Mel,
I had a response typed up a few days ago, but deleted it as I'm not a trainer or nutritionist. Being that you're one of the guys I always read I decided to chime in after all.
I'm a guy who has hit the weights pretty hard in my life.
What you might want to try is doing some of the exercises with very light weight while on the treadmill. Take a couple dumbells, just two to five pounders. And while you're walking do the curls, the lateral raises (for your shoulders), the shoulder shrugs (for your traps). And do maybe 20 reps of each. You'll find that at the pace you are walking it will bump your heartrate up a bit, but it will also tend to loosen the muscles and prepare them for your later weight training.

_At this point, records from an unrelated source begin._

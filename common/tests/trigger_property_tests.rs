// Property-based tests for the cron scheduler and the polling sensor

use async_trait::async_trait;
use chrono_tz::UTC;
use common::config::SensorConfig;
use common::errors::{DiscoveryError, ExecutorError};
use common::executor::RunExecutor;
use common::models::{RunConfig, RunRequest, RunStatus, SubmitOutcome};
use common::partition::StaticPartitionSet;
use common::request::RunRequestFactory;
use common::schedule::CronTrigger;
use common::scheduler::{CronScheduler, TickResult};
use common::seen::{InMemorySeenKeyStore, SeenKeyStore};
use common::sensor::{DiscoverySource, PollingSensor, SensorEvaluation};
use proptest::prelude::*;
use std::collections::{HashMap, HashSet};
use std::sync::{Arc, Mutex};

/// Executor counting submissions per run key without deduplicating
#[derive(Default)]
struct CountingExecutor {
    submissions: Mutex<Vec<RunRequest>>,
}

impl CountingExecutor {
    fn per_key(&self) -> HashMap<String, usize> {
        let mut counts = HashMap::new();
        for request in self.submissions.lock().unwrap().iter() {
            *counts.entry(request.run_key().to_string()).or_insert(0) += 1;
        }
        counts
    }
}

#[async_trait]
impl RunExecutor for CountingExecutor {
    async fn submit(&self, request: RunRequest) -> Result<SubmitOutcome, ExecutorError> {
        self.submissions.lock().unwrap().push(request);
        Ok(SubmitOutcome::Accepted)
    }
}

/// Discovery source replaying one listing per tick
struct ReplaySource {
    ticks: Mutex<Vec<Vec<String>>>,
}

#[async_trait]
impl DiscoverySource for ReplaySource {
    async fn list(&self, _bucket: &str, _prefix: &str) -> Result<Vec<String>, DiscoveryError> {
        let mut ticks = self.ticks.lock().unwrap();
        if ticks.is_empty() {
            return Ok(Vec::new());
        }
        Ok(ticks.remove(0))
    }
}

fn runtime() -> tokio::runtime::Runtime {
    tokio::runtime::Builder::new_current_thread()
        .enable_all()
        .build()
        .unwrap()
}

fn sensor_config() -> SensorConfig {
    SensorConfig {
        enabled: true,
        name: "property_sensor".to_string(),
        bucket: "dagster".to_string(),
        prefix: "prefix".to_string(),
        minimum_interval_seconds: 30,
        poll_timeout_seconds: 5,
        max_keys: None,
    }
}

/// **Property: partition fan-out**
///
/// *For any* partition set of size N, one cron tick emits exactly N requests,
/// one per partition, with run_key equal to the partition key.
#[test]
fn property_cron_tick_emits_one_request_per_partition() {
    proptest!(|(keys in prop::collection::hash_set("[a-z0-9]{1,8}", 1..30))| {
        let keys: Vec<String> = keys.into_iter().collect();
        let executor = Arc::new(CountingExecutor::default());
        let partitions = StaticPartitionSet::new(
            keys.clone(),
            "get_s3_data",
            "s3_key",
            "prefix/stock_{partition_key}.csv",
        )
        .unwrap();
        let factory = RunRequestFactory::new(RunConfig::new(), "get_s3_data", "s3_key")
            .with_partitions(Arc::new(partitions));
        let scheduler = CronScheduler::new(
            "property_schedule",
            CronTrigger::new("0 * * * *", UTC).unwrap(),
            factory,
            executor.clone(),
        )
        .unwrap();

        let result = runtime().block_on(scheduler.evaluate());

        let TickResult::Completed(report) = result else {
            return Err(TestCaseError::fail("tick skipped"));
        };
        prop_assert_eq!(&report.submitted, &keys);

        let submissions = executor.submissions.lock().unwrap();
        prop_assert_eq!(submissions.len(), keys.len());
        for (request, key) in submissions.iter().zip(&keys) {
            prop_assert_eq!(request.run_key(), key.as_str());
            let expected = serde_json::json!({ "s3_key": format!("prefix/stock_{}.csv", key) });
            prop_assert_eq!(request.run_config().op_config("get_s3_data"), Some(&expected));
        }
    });
}

/// **Property: idempotent discovery**
///
/// *For any* sequence of discovery polls, each discovered key appears in at
/// most one emitted request, and every key discovered is eventually emitted.
#[test]
fn property_sensor_emits_each_key_at_most_once() {
    proptest!(|(
        ticks in prop::collection::vec(
            prop::collection::vec("[a-e]\\.csv", 0..6),
            1..8
        )
    )| {
        let executor = Arc::new(CountingExecutor::default());
        let store = Arc::new(InMemorySeenKeyStore::new());
        let tick_count = ticks.len();
        let all_keys: HashSet<String> = ticks.iter().flatten().cloned().collect();

        let sensor = PollingSensor::new(
            &sensor_config(),
            Arc::new(ReplaySource { ticks: Mutex::new(ticks) }),
            store.clone(),
            RunRequestFactory::new(RunConfig::new(), "get_s3_data", "s3_key"),
            executor.clone(),
        );

        let rt = runtime();
        for _ in 0..tick_count {
            let evaluation = rt.block_on(sensor.evaluate());
            let is_aborted = matches!(evaluation, SensorEvaluation::Aborted(_));
            prop_assert!(!is_aborted);
        }

        let counts = executor.per_key();
        prop_assert!(counts.values().all(|&count| count == 1));
        let emitted: HashSet<String> = counts.keys().cloned().collect();
        prop_assert_eq!(&emitted, &all_keys);

        let recorded = rt.block_on(store.all_keys()).unwrap();
        prop_assert_eq!(recorded, all_keys);
    });
}

/// **Property: nothing new is a skip, not a failure**
#[test]
fn property_repeated_listing_yields_skip_reason() {
    proptest!(|(keys in prop::collection::vec("[a-z]{1,6}\\.csv", 1..10))| {
        let executor = Arc::new(CountingExecutor::default());
        let sensor = PollingSensor::new(
            &sensor_config(),
            Arc::new(ReplaySource { ticks: Mutex::new(vec![keys.clone(), keys]) }),
            Arc::new(InMemorySeenKeyStore::new()),
            RunRequestFactory::new(RunConfig::new(), "get_s3_data", "s3_key"),
            executor.clone(),
        );

        let rt = runtime();
        let first = rt.block_on(sensor.evaluate());
        let emitted_first = executor.submissions.lock().unwrap().len();
        let second = rt.block_on(sensor.evaluate());

        let first_emitted = matches!(first, SensorEvaluation::Requests(_));
        let second_skipped = matches!(second, SensorEvaluation::SkipReason(_));
        prop_assert!(first_emitted);
        prop_assert!(second_skipped);
        prop_assert_eq!(executor.submissions.lock().unwrap().len(), emitted_first);
    });
}

/// Resubmission through the local executor never launches a second run
#[test]
fn test_executor_status_reported_on_rejection() {
    use common::executor::{transform, LocalRunExecutor, Pipeline, StepDef, StepOutput};
    use common::retry::RetryPolicy;
    use std::time::Duration;

    let rt = runtime();
    rt.block_on(async {
        let pipeline = Pipeline::new(
            "noop",
            vec![StepDef::new("only", transform(|_, _| Ok(StepOutput::Nothing)))],
        )
        .unwrap();
        let executor = LocalRunExecutor::new(pipeline, RetryPolicy::none(), Duration::from_secs(5));

        let request = RunRequest::new("a.csv", RunConfig::new());
        assert!(executor.submit(request.clone()).await.unwrap().accepted());
        executor.drain().await;
        assert_eq!(
            executor.submit(request).await.unwrap(),
            SubmitOutcome::Rejected {
                status: RunStatus::Succeeded
            }
        );
    });
}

The other aspect is the nature of the "soreness." Is it joint, muscle, general, or specific? If the soreness is muscle-specific then you should avoid exercises, for the time being, to that muscle group. Same if is joint-specific. If it's general, overall soreness, the problem is probably jumping in too quickly, so slowing down and reducing the weight in favor of high reps for a period of time.
The sequence of exercises is also important. You don't want to do a single muscle group in two or three consecutive sets. That means, if you are doing your bench press and then incline press or flies together, you are overworking the chest muscles. Same would be true if two or three bicep exercises are being done one after the other. If you look at a circuit training course at the gym, you do a chest exercise, then a leg, then a bicep, then a shoulder, then a tricep, then a leg, then a chest, then a back...
Good luck, Mel. Your advice and down to Earth manner on the board is always refreshing to me. Good health, dude.